Çünkü federasyonun İstanbul Şubesi, daha önce "Eşit işe eşit ücret" talebinden yola çıkarak "Kırmızı Cüzdan Kampanyası" başlatmış ve konuyla ilgili seminer ve toplantılar düzenlemişti. Ben de Arzu Özyol'a sordum, "Pek çok erkek, iş hayatında kadının önünde yasal bir engel olmadığını düşünüyor. Siz ne dersiniz?"
"Doğrudur, belli bir noktaya kadar bende öyle düşünüyorum.
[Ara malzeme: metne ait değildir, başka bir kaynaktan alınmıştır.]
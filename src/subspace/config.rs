//! Configuration options for subspace discovery.
//!
//! This module defines the settings of a subspace build: sample counts and
//! refinement batches, gradient normalization, which rank-selection criteria
//! run and their tolerances, and the adapted-basis truncation threshold.
//! Configurations are plain data and can be loaded from JSON.

use std::path::Path;

use serde::{Deserialize, Serialize};

use crate::error::{Result, SubspaceError};

/// How sampled gradients are scaled before they enter the derivative matrix.
///
/// Every mode other than `None` only takes effect with more than one response
/// function, where it makes gradient magnitudes of different responses comparable.
#[derive(Debug, Clone, Copy, PartialEq, Eq, Serialize, Deserialize, Default)]
#[serde(rename_all = "snake_case")]
pub enum Normalization {
    /// Use gradients as returned by the model
    #[default]
    None,

    /// Divide by the batch mean of `|f|` for each response function
    MeanValue,

    /// Divide by the batch mean of `||grad f||` for each response function
    MeanGradient,

    /// Divide each gradient column by `|f|` at its own sample
    LocalValue,

    /// Scale each gradient column to unit norm
    LocalGradient,
}

impl Normalization {
    /// Whether function values are needed alongside gradients.
    pub fn needs_values(self) -> bool {
        matches!(self, Normalization::MeanValue | Normalization::LocalValue)
    }
}

/// Rank-selection criteria to run. The selected rank is the maximum over the
/// enabled criteria; with none enabled, Constantine's criterion runs alone.
#[derive(Debug, Clone, Copy, PartialEq, Eq, Serialize, Deserialize, Default)]
#[serde(default)]
pub struct RankCriteria {
    /// Cumulative singular-value energy truncation. Default: false
    pub energy: bool,

    /// Bing Li's bootstrap ladle criterion. Default: false
    pub bing_li: bool,

    /// Constantine's bootstrap subspace-distance metric. Default: false
    pub constantine: bool,

    /// Cross-validated surrogate error. Default: false
    pub cross_validation: bool,
}

impl RankCriteria {
    /// Whether no criterion was explicitly enabled.
    pub fn none_enabled(&self) -> bool {
        !(self.energy || self.bing_li || self.constantine || self.cross_validation)
    }

    /// The criteria that will actually run.
    pub fn effective(&self) -> RankCriteria {
        if self.none_enabled() {
            RankCriteria {
                constantine: true,
                ..Default::default()
            }
        } else {
            *self
        }
    }

    /// Whether an enabled criterion resamples the derivative matrix.
    pub fn uses_bootstrap(&self) -> bool {
        let effective = self.effective();
        effective.bing_li || effective.constantine
    }
}

/// Policy picking a rank from the cross-validation error curve.
#[derive(Debug, Clone, Copy, PartialEq, Eq, Serialize, Deserialize, Default)]
#[serde(rename_all = "snake_case")]
pub enum CvMetric {
    /// Global minimum of the curve
    #[default]
    Minimum,

    /// First rank whose error falls below the relative tolerance
    Relative,

    /// First rank after which the error decrease falls below the decrease tolerance
    Decrease,
}

/// Configuration of a subspace build.
#[derive(Debug, Clone, PartialEq, Serialize, Deserialize)]
#[serde(default)]
pub struct SubspaceConfig {
    /// Samples drawn in the initial batch. Default: 100
    pub initial_samples: usize,

    /// Number of refinement batches drawn after the initial one. Default: 0
    pub refinement_iterations: usize,

    /// Samples per refinement batch: empty, one entry used for every batch, or
    /// one entry per refinement iteration. Default: empty
    pub refinement_samples: Vec<usize>,

    /// Seed for the sampler and bootstrap generator; `None` seeds from entropy. Default: Some(0)
    pub seed: Option<u64>,

    /// Random generator name, `"chacha8"` or `"std"`. Default: "chacha8"
    pub rng_name: String,

    /// Gradient normalization. Default: None
    pub normalization: Normalization,

    /// User-specified rank; skips the criteria when within `1..=num_singular_values`. Default: None
    pub user_rank: Option<usize>,

    /// Criteria to combine. Default: all false (Constantine runs alone)
    pub criteria: RankCriteria,

    /// Bootstrap replicates for the Bing Li and Constantine criteria. Default: 100
    pub num_replicates: usize,

    /// Energy criterion tolerance on `1 - cumulative energy`. Default: 1e-6
    pub truncation_tolerance: f64,

    /// Number of cross-validation folds. Default: 10
    pub cv_folds: usize,

    /// Cap on the largest rank the cross-validation criterion tries. Default: None
    pub cv_max_rank: Option<usize>,

    /// Cross-validation selection policy. Default: Minimum
    pub cv_metric: CvMetric,

    /// Tolerance of the `Relative` policy. Default: 1e-6
    pub cv_relative_tolerance: f64,

    /// Tolerance of the `Decrease` policy. Default: 1e-6
    pub cv_decrease_tolerance: f64,

    /// Stop trying larger ranks once the selection policy is satisfied. Default: false
    pub cv_incremental: bool,

    /// Fit a moving least squares surrogate over the final reduced coordinates. Default: false
    pub build_surrogate: bool,

    /// Adapted-basis truncation threshold on the cumulative gap reduction. Default: 0.8
    pub truncation_threshold: f64,

    /// Rank the adapted-basis completion directions by sensitivity. Default: true
    pub sensitivity_ranked: bool,
}

impl Default for SubspaceConfig {
    fn default() -> Self {
        Self {
            initial_samples: 100,
            refinement_iterations: 0,
            refinement_samples: Vec::new(),
            seed: Some(0),
            rng_name: "chacha8".to_string(),
            normalization: Normalization::default(),
            user_rank: None,
            criteria: RankCriteria::default(),
            num_replicates: 100,
            truncation_tolerance: 1e-6,
            cv_folds: 10,
            cv_max_rank: None,
            cv_metric: CvMetric::default(),
            cv_relative_tolerance: 1e-6,
            cv_decrease_tolerance: 1e-6,
            cv_incremental: false,
            build_surrogate: false,
            truncation_threshold: 0.8,
            sensitivity_ranked: true,
        }
    }
}

impl SubspaceConfig {
    /// Parse a configuration from JSON; missing fields take their defaults.
    pub fn from_json_str(json: &str) -> Result<Self> {
        let config: SubspaceConfig = serde_json::from_str(json)?;
        config.validate()?;
        Ok(config)
    }

    /// Read a JSON configuration file.
    pub fn from_json_file<P: AsRef<Path>>(path: P) -> Result<Self> {
        let text = std::fs::read_to_string(path)?;
        Self::from_json_str(&text)
    }

    /// Samples drawn in refinement iteration `iteration` (0-based).
    pub fn refinement_batch(&self, iteration: usize) -> Option<usize> {
        match self.refinement_samples.len() {
            0 => None,
            1 => Some(self.refinement_samples[0]),
            _ => self.refinement_samples.get(iteration).copied(),
        }
    }

    /// Check every user setting.
    pub fn validate(&self) -> Result<()> {
        if self.initial_samples < 2 {
            return Err(SubspaceError::Configuration(format!(
                "initial_samples must be at least 2, got {}",
                self.initial_samples
            )));
        }
        if self.refinement_samples.iter().any(|&n| n == 0) {
            return Err(SubspaceError::Configuration(
                "refinement_samples entries must be positive".to_string(),
            ));
        }
        let len = self.refinement_samples.len();
        if self.refinement_iterations > 0 && len == 0 {
            return Err(SubspaceError::Configuration(format!(
                "{} refinement iterations requested but refinement_samples is empty",
                self.refinement_iterations
            )));
        }
        if len > 1 && len != self.refinement_iterations {
            return Err(SubspaceError::Configuration(format!(
                "refinement_samples has {} entries; expected 1 or refinement_iterations ({})",
                len, self.refinement_iterations
            )));
        }
        if self.user_rank == Some(0) {
            return Err(SubspaceError::Configuration(
                "user_rank must be at least 1".to_string(),
            ));
        }
        if self.criteria.uses_bootstrap() && self.num_replicates == 0 {
            return Err(SubspaceError::Configuration(
                "num_replicates must be positive for bootstrap criteria".to_string(),
            ));
        }
        if !(self.truncation_tolerance > 0.0 && self.truncation_tolerance <= 1.0) {
            return Err(SubspaceError::Configuration(format!(
                "truncation_tolerance must lie in (0, 1], got {}",
                self.truncation_tolerance
            )));
        }
        if self.cv_folds < 2 {
            return Err(SubspaceError::Configuration(format!(
                "cv_folds must be at least 2, got {}",
                self.cv_folds
            )));
        }
        if self.cv_max_rank == Some(0) {
            return Err(SubspaceError::Configuration(
                "cv_max_rank must be at least 1".to_string(),
            ));
        }
        if self.cv_relative_tolerance < 0.0 || self.cv_decrease_tolerance < 0.0 {
            return Err(SubspaceError::Configuration(
                "cross-validation tolerances must be non-negative".to_string(),
            ));
        }
        if !(self.truncation_threshold > 0.0 && self.truncation_threshold <= 1.0) {
            return Err(SubspaceError::Configuration(format!(
                "truncation_threshold must lie in (0, 1], got {}",
                self.truncation_threshold
            )));
        }
        Ok(())
    }

    /// Reject a user rank outside `1..=num_variables`.
    pub fn check_rank_domain(&self, num_variables: usize) -> Result<()> {
        match self.user_rank {
            Some(r) if r == 0 || r > num_variables => Err(SubspaceError::Configuration(format!(
                "user_rank {} is outside 1..={} for {} full-space variables",
                r, num_variables, num_variables
            ))),
            _ => Ok(()),
        }
    }
}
Zaten, Türkiye Cumhuriyeti kuruluşunu takiben kadın hakları açısından çok önemli yasal reformları hayata geçirmiş ve özellikle 1990'larla birlikte kadın STK'larının yoğun çabaları, hükümetlerin olumlu girişimleri ve Avrupa Birliği'ne üyelik sürecinin de vermiş olduğu ivme ile bu alanda önemli gelişmeler kaydedilmiştir."diyerek şunları söyledi:
YASAL MEVUATLAR
"Kadın istihdamı konusunda 2003 yılında hayata geçen yeni İş Kanunu bu bağlamda oldukça önemli bir yasal düzenlemedir.
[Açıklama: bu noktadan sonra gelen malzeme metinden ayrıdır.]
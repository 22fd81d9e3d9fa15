//! Matrix conversion utilities for the subspace-uq library.
//!
//! The public API stores every matrix as an ndarray `Array2`, while the dense
//! factorizations run on nalgebra `DMatrix`. These helpers move
//! data between the two layouts. Unlike a plain element copy they accept empty
//! inputs, since an empty derivative matrix is a legitimate (if fatal) state.

use nalgebra::DMatrix;
use ndarray::{Array2, ArrayView2};

/// Convert an ndarray matrix view to a nalgebra DMatrix.
///
/// ndarray is row-major by default and nalgebra column-major; the copy goes
/// element by element so either memory order of `arr` works.
pub fn ndarray_to_nalgebra(arr: ArrayView2<'_, f64>) -> DMatrix<f64> {
    DMatrix::from_fn(arr.nrows(), arr.ncols(), |i, j| arr[[i, j]])
}

/// Convert a nalgebra DMatrix to an ndarray Array2.
pub fn nalgebra_to_ndarray(mat: &DMatrix<f64>) -> Array2<f64> {
    Array2::from_shape_fn((mat.nrows(), mat.ncols()), |(i, j)| mat[(i, j)])
}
Bunun yanı sıra Türkiye'nin uymakla yükümlü olduğu uluslararası mevzuatlara imza atmış bulunuyoruz.
Bu alanda önemli Konsey direktiflerine baktığımızda yasal uygulamada Türkiye'nin çok da geride olmadığı gözlemlenmektedir.
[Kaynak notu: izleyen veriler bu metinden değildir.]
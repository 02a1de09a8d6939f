#[cfg(test)]
mod tests {
	use crate::backends::*;
	use crate::callbacks::*;
	use crate::config::*;
	use crate::engine::*;
	use crate::error::*;
	use crate::policies::*;
	use crate::types::*;
	use std::sync::atomic::{AtomicUsize, Ordering};
	use std::sync::{Arc, Mutex};
	use std::time::Duration;
	use async_trait::async_trait;

	fn secs(s: u64) -> Duration {
		Duration::from_secs(s)
	}

	fn policy(service: &str) -> Policy {
		Policy::builder(service)
			.metric("jobs")
			.coverage(1.0)
			.threshold(10)
			.replicas(1, 10)
			.sample_rate(secs(1))
			.scale_rate(secs(1))
			.build()
	}

	/// Always reports the same replica count, whatever was set
	struct StuckOrchestrator {
		replicas: i64,
		calls: Mutex<Vec<i64>>,
	}

	#[async_trait]
	impl Orchestrator for StuckOrchestrator {
		async fn get_replicas(&self, _service: &str) -> KogiaResult<i64> {
			Ok(self.replicas)
		}
		async fn set_replicas(&self, _service: &str, count: i64) -> KogiaResult<()> {
			self.calls.lock().unwrap().push(count);
			Ok(())
		}
	}

	/// Rejects the first `failures` scale requests
	struct FlakyOrchestrator {
		replicas: Mutex<i64>,
		failures: AtomicUsize,
		attempts: AtomicUsize,
	}

	#[async_trait]
	impl Orchestrator for FlakyOrchestrator {
		async fn get_replicas(&self, _service: &str) -> KogiaResult<i64> {
			Ok(*self.replicas.lock().unwrap())
		}
		async fn set_replicas(&self, _service: &str, count: i64) -> KogiaResult<()> {
			self.attempts.fetch_add(1, Ordering::SeqCst);
			if self.failures.load(Ordering::SeqCst) > 0 {
				self.failures.fetch_sub(1, Ordering::SeqCst);
				return Err(KogiaError::backend("set_replicas", "update out of sequence"));
			}
			*self.replicas.lock().unwrap() = count;
			Ok(())
		}
	}

	#[tokio::test]
	async fn test_constant_load_upscales_once_per_delay() {
		// 3 ticks per cycle, upscale allowed every 3 cycles
		let policy = Policy {
			scale_rate: secs(3),
			upscale_delay: secs(9),
			downscale_delay: secs(27),
			..policy("worker")
		};
		let orchestrator = Arc::new(StuckOrchestrator {
			replicas: 1,
			calls: Mutex::new(Vec::new()),
		});
		let callbacks = KogiaCallbacks::new(Arc::new(StaticMetrics::new(1_000)), orchestrator.clone());
		let mut scaler = Autoscaler::new(policy, callbacks).unwrap();

		let mut scaled_cycles = Vec::new();
		for tick in 1..=30u64 {
			match scaler.tick().await {
				TickOutcome::Scaled { direction, from, to } => {
					assert_eq!((direction, from, to), (ScaleDirection::Up, 1, 10));
					scaled_cycles.push(tick / 3);
				}
				TickOutcome::CoolingDown { direction, .. } => {
					assert_eq!(direction, ScaleDirection::Up);
				}
				TickOutcome::Sampled { sample } => assert_eq!(sample, 1_000),
				other => panic!("unexpected outcome {:?} at tick {}", other, tick),
			}
		}

		assert_eq!(scaled_cycles, vec![1, 4, 7, 10]);
		assert!(scaled_cycles.windows(2).all(|w| w[1] - w[0] >= 3));
		assert_eq!(orchestrator.calls.lock().unwrap().len(), 4);
	}

	#[tokio::test]
	async fn test_failed_rescale_is_retried_next_cycle() {
		let policy = Policy {
			upscale_delay: secs(2),
			downscale_delay: secs(4),
			..policy("worker")
		};
		let orchestrator = Arc::new(FlakyOrchestrator {
			replicas: Mutex::new(1),
			failures: AtomicUsize::new(1),
			attempts: AtomicUsize::new(0),
		});
		let callbacks = KogiaCallbacks::new(Arc::new(StaticMetrics::new(45)), orchestrator.clone());
		let mut scaler = Autoscaler::new(policy, callbacks).unwrap();

		assert_eq!(
			scaler.tick().await,
			TickOutcome::ScaleFailed { direction: ScaleDirection::Up, target: 5, current: 1 }
		);
		assert_eq!(scaler.last_rescale(), None);

		assert_eq!(
			scaler.tick().await,
			TickOutcome::Scaled { direction: ScaleDirection::Up, from: 1, to: 5 }
		);
		assert_eq!(scaler.last_rescale(), Some(2));
		assert_eq!(*orchestrator.replicas.lock().unwrap(), 5);

		assert_eq!(scaler.tick().await, TickOutcome::Unchanged { replicas: 5 });
		assert_eq!(orchestrator.attempts.load(Ordering::SeqCst), 2);
	}

	#[tokio::test]
	async fn test_rescale_restarts_both_cooldowns() {
		let policy = Policy {
			upscale_delay: secs(2),
			downscale_delay: secs(3),
			..policy("worker")
		};
		let metrics = Arc::new(SwitchableMetrics(AtomicUsize::new(80)));
		let orchestrator = Arc::new(InMemoryOrchestrator::new().with_service("worker", 2));
		let callbacks = KogiaCallbacks::new(metrics.clone(), orchestrator.clone());
		let mut scaler = Autoscaler::new(policy, callbacks).unwrap();

		assert!(matches!(scaler.tick().await, TickOutcome::Scaled { to: 8, .. }));

		// backlog drains right after the upscale
		metrics.0.store(10, Ordering::SeqCst);
		assert!(matches!(scaler.tick().await, TickOutcome::CoolingDown { direction: ScaleDirection::Down, .. }));
		assert!(matches!(scaler.tick().await, TickOutcome::CoolingDown { direction: ScaleDirection::Down, .. }));
		assert!(matches!(scaler.tick().await, TickOutcome::Scaled { from: 8, to: 1, .. }));

		// and spikes again: upscale delay counts from the downscale
		metrics.0.store(30, Ordering::SeqCst);
		assert!(matches!(scaler.tick().await, TickOutcome::CoolingDown { direction: ScaleDirection::Up, .. }));
		assert!(matches!(scaler.tick().await, TickOutcome::Scaled { from: 1, to: 3, .. }));

		assert_eq!(
			orchestrator.history().await,
			vec![("worker".to_string(), 8), ("worker".to_string(), 1), ("worker".to_string(), 3)]
		);
	}

	struct SwitchableMetrics(AtomicUsize);

	#[async_trait]
	impl MetricSource for SwitchableMetrics {
		async fn get_metric(&self, _name: &str) -> KogiaResult<i64> {
			Ok(self.0.load(Ordering::SeqCst) as i64)
		}
	}

	#[tokio::test]
	async fn test_failed_metric_counts_as_zero() {
		let policy = Policy {
			metrics: vec!["mails".to_string(), "broken".to_string(), "retries".to_string()],
			scale_rate: secs(2),
			..policy("mailer")
		};
		let metrics = StaticMetrics::new(0)
			.with_metric("mails", 30)
			.with_metric("retries", 12)
			.with_failure("broken");
		let orchestrator = InMemoryOrchestrator::new().with_service("mailer", 5);
		let callbacks = KogiaCallbacks::new(Arc::new(metrics), Arc::new(orchestrator));
		let mut scaler = Autoscaler::new(policy, callbacks).unwrap();

		assert_eq!(scaler.tick().await, TickOutcome::Sampled { sample: 42 });
		assert_eq!(scaler.tick().await, TickOutcome::Unchanged { replicas: 5 });
		assert_eq!(scaler.window(), &[42, 42]);
	}

	#[tokio::test]
	async fn test_unsizable_window_falls_back_to_min_replicas() {
		// floor(2 * 0.4) == 0 samples to cover
		let policy = Policy {
			coverage: 0.4,
			scale_rate: secs(2),
			..policy("worker")
		};
		assert_eq!(required(&[500, 500], policy.coverage, policy.threshold), UNSIZABLE);

		let orchestrator = Arc::new(InMemoryOrchestrator::new().with_service("worker", 5));
		let callbacks = KogiaCallbacks::new(Arc::new(StaticMetrics::new(500)), orchestrator.clone());
		let mut scaler = Autoscaler::new(policy, callbacks).unwrap();

		assert_eq!(scaler.tick().await, TickOutcome::Sampled { sample: 500 });
		assert_eq!(
			scaler.tick().await,
			TickOutcome::Scaled { direction: ScaleDirection::Down, from: 5, to: 1 }
		);
		assert_eq!(orchestrator.history().await, vec![("worker".to_string(), 1)]);
	}

	#[test]
	fn test_defaults_fill_everything_but_service_and_metrics() {
		let yaml = r#"
connection:
  amqp: http://localhost:15672/
  docker: http://localhost:2375
defaults:
  service: template
  metrics: [fallback]
  coverage: 0.8
  threshold: 25
  min_replicas: 2
  max_replicas: 12
  sample_rate: 5s
  scale_rate: 30s
  upscale_delay: 1m
  downscale_delay: 5m
services:
  - service: indexer
    metrics: [docs.new, docs.changed]
"#;
		let config = ConfigLoader::load_str(yaml).unwrap();
		let defaults = config.defaults.clone().unwrap();
		let resolved = config.resolve().unwrap();

		let expected = Policy {
			service: "indexer".to_string(),
			metrics: vec!["docs.new".to_string(), "docs.changed".to_string()],
			..defaults
		};
		assert_eq!(resolved.services(), &[expected]);
	}

	#[test]
	fn test_invalid_service_blocks_engine() {
		let yaml = r#"
services:
  - service: ok
    metrics: [a]
    coverage: 0.5
    threshold: 1
    sample_rate: 1s
    scale_rate: 2s
  - service: bad
    metrics: [b]
    coverage: 0.5
    threshold: 1
    sample_rate: 2s
    scale_rate: 3s
"#;
		let err = ConfigLoader::load_str(yaml).unwrap().resolve().unwrap_err();
		match err {
			KogiaError::Validation { report } => {
				assert_eq!(report.len(), 1);
				let bad = report.iter().next().unwrap();
				assert_eq!(bad.service, "bad");
				assert_eq!(bad.errors["scale_rate"], "must be multiple of sample_rate");
			}
			other => panic!("expected validation failure, got {:?}", other),
		}
	}

	#[tokio::test(start_paused = true)]
	async fn test_engine_lifecycle() {
		let config = KogiaConfig {
			services: vec![
				Policy { scale_rate: secs(2), ..policy("mailer") },
				// not known to the orchestrator, its loop only logs errors
				policy("ghost"),
			],
			..Default::default()
		}
		.resolve()
		.unwrap();

		let orchestrator = Arc::new(InMemoryOrchestrator::new().with_service("mailer", 1));
		let callbacks = KogiaCallbacks::new(Arc::new(StaticMetrics::new(45)), orchestrator.clone());
		let engine = KogiaEngine::new(&config, callbacks).unwrap();
		let handle = engine.handle();
		let engine_task = tokio::spawn(engine.start());

		// first sample after 1s, first scale cycle after 2s
		tokio::time::sleep(Duration::from_millis(1_500)).await;
		assert!(orchestrator.history().await.is_empty());
		tokio::time::sleep(Duration::from_secs(1)).await;
		assert_eq!(orchestrator.history().await, vec![("mailer".to_string(), 5)]);

		handle.shutdown();
		engine_task.await.unwrap().unwrap();
		assert!(handle.is_shutdown());
	}

	#[test]
	fn test_error_variants() {
		let err = KogiaError::config("bad config");
		assert!(matches!(err, KogiaError::Config { .. }));
		let err = KogiaError::not_replicated("agent");
		assert!(err.to_string().contains("agent"));
		let err = KogiaError::backend("get_metric", "timeout");
		assert_eq!(err.to_string(), "Backend call failed for 'get_metric': timeout");
	}
}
Çalışma hakkı cinsiyet ayrımcılığı da dolmak üzere hiçbir ayırım gözetilmeden herkese tanınmış ve Anayasa ile de güvence altına alınmıştır.
Öte yandan "eşit değerdeki işe eşit ücret" ilkesi 1950'lerden beri Türkiye'nin yasal mevzuatında ve yeni İş Kanunu'nda yasal güvenceye alınmıştır.
Her ne kadar üzerinde saatlerce tartışılması mümkün olsa da hırda var olan Anayasa'nın 10. Maddesi ve yeni hazırlanan Anayasa'nın 9. Maddeleri ile Kadınların ve Erkeklerin Eşit Haklara Sahip olduğu kabul edilmekte ve Devlete bu eşitliğin yaşama geçmesini sağlamakla sorumluluk verilmektedir.
Bu durum artık Türkiye'de Pozitif Ayrımcılık konusunu dahi konuşulur kılmıştır."
BİR YERE KADAR
Buraya kadar her şey yolunda. Ancak herkesin kabul etmesi gereken diğer bir gerçek de yasalarla güvence altına alınan hakların sahada yeterince uygulanır olmaması.
Arzu Özyol da bu konuya değiniyor ve "Bu nedenle kadın-erkek demeden iyi vatandaşlık bilincine sahip herkesin Toplumsal Cinsiyet Eşitliği kavramını içselleştirmesi ve toplumun geneline holan ataerkil figürlerden uzaklaşması gerekmektedir."diyor.
Yani erkek kadından üstündür, yok kadın kadınlığını bilsin, erkek erkekliğini gibi kavramlar üzerinden konuşmamız ve kadın-erkek eşitliğine inanmamız gerekiyor.
Eğer erkekler kadın patrondan emir almaktan hoşlanmıyorlarsa, yasalarda herhangi bir engel olmasa da kadınları terfi ettirip yönetici konumuna getirmezler. Görünürde bir engel yok ama kamuda kadın müdür, yönetici sayısı niye bu kadar az? Veya kadının öncelikli görevinin annelik olduğunu düşünerek, onun önündeki engelleri kaldırmazsak kadınlar çalışma hayatına başarılı olmalarına rağmen devam edemiyorlarsa yasalar bir işe yaramıyor demektir.